Loyle Carner, le rap purgé de sa masculinité toxique

Loyle Carner met des mots là où certains codes virils aimeraient vous faire taire. © DR
Laurent Hoebrechts
Laurent Hoebrechts Journaliste musique

Sur fond de hip-hop old school, l’Anglais Loyle Carner dynamite les codes de la masculinité de l’intérieur, à coups de confessions désarmantes. Coeur de rappeur.

La scène se déroule en octobre 2017 -précisément la veille des révélations du New York Times sur les agissements de prédateur sexuel d’Harvey Weinstein… Ce soir-là, Loyle Carner donne un concert à Norwich, à 150 kilomètres à l’est de Londres. « C’était une soirée particulière parce que c’était la première fois que je rencontrais la petite soeur de ma copine. Je savais qu’elle était dans la salle, j’étais forcément un peu nerveux. » Il l’est d’autant plus quand il voit revenir Elisa Imperilee en pleurs, dans les coulisses: programmée en première partie, la moitié du duo Elisa & Srigala a eu droit à une série d’insultes machos pendant son concert. « J’étais dégoûté! Quand je suis monté sur scène, j’ai juste dit: « Il n’y a pas de place pour le sexisme dans mes concerts. » C’est là que le public a commencé à pointer le gars en question. C’était un jeune type, peut-être 17, 18 ans. Je lui ai demandé de partir. C’était difficile, mais si tu ne paies pas pour tes actions quand tu es jeune, tu ne comprendras jamais. »

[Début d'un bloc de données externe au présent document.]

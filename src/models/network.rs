use anyhow::Result;
use serde::{Deserialize, Serialize};

use crate::validation::{require_non_empty, validate_chain_id};

#[derive(Debug, Clone, PartialEq, Eq, Serialize, Deserialize)]
#[serde(rename_all = "camelCase")]
pub struct Network {
    pub id: i64,
    pub chain_id: String,
    pub name: String,
    pub symbol: String,
    pub rpc_url: String,
    pub explorer_url: String,
    pub is_testnet: bool,
    pub icon_url: Option<String>,
}

/// Snake-case aliases let the same type load from TOML fixture tables.
#[derive(Debug, Clone, PartialEq, Eq, Deserialize)]
#[serde(rename_all = "camelCase")]
pub struct NewNetwork {
    #[serde(alias = "chain_id")]
    pub chain_id: String,
    pub name: String,
    pub symbol: String,
    #[serde(alias = "rpc_url")]
    pub rpc_url: String,
    #[serde(alias = "explorer_url")]
    pub explorer_url: String,
    #[serde(default = "default_is_testnet", alias = "is_testnet")]
    pub is_testnet: bool,
    #[serde(default, alias = "icon_url")]
    pub icon_url: Option<String>,
}

impl NewNetwork {
    pub fn validate(&mut self) -> Result<()> {
        self.chain_id = validate_chain_id(&self.chain_id)?;
        self.name = require_non_empty(&self.name, "name")?;
        self.symbol = require_non_empty(&self.symbol, "symbol")?;
        self.rpc_url = require_non_empty(&self.rpc_url, "rpcUrl")?;
        self.explorer_url = require_non_empty(&self.explorer_url, "explorerUrl")?;
        Ok(())
    }

    pub(crate) fn into_network(self, id: i64) -> Network {
        Network {
            id,
            chain_id: self.chain_id,
            name: self.name,
            symbol: self.symbol,
            rpc_url: self.rpc_url,
            explorer_url: self.explorer_url,
            is_testnet: self.is_testnet,
            icon_url: self.icon_url,
        }
    }
}

const fn default_is_testnet() -> bool {
    true
}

Avant #MeToo, Loyle Carner était donc déjà un peu #MeToo… Un peu plus tôt, cette année-là, le jeune Londonien sortait un premier album – Yesterday’s Gone-, qui privilégiait la sincérité et l’authenticité sur la frime bling-bling. De quoi en faire le rappeur « sensible », anomalie bienvenue dans un monde rap beauf et méchant. Un raccourci bien pratique, mais pas tout à fait correct: des confessions de stars comme Jay-Z aux discours plus directement militants d’artistes tels Mykki Blanco, Loyle Carner est finalement moins une exception, qu’un son de cloche parmi d’autres, dans une scène toujours plus nuancée qu’on le pense.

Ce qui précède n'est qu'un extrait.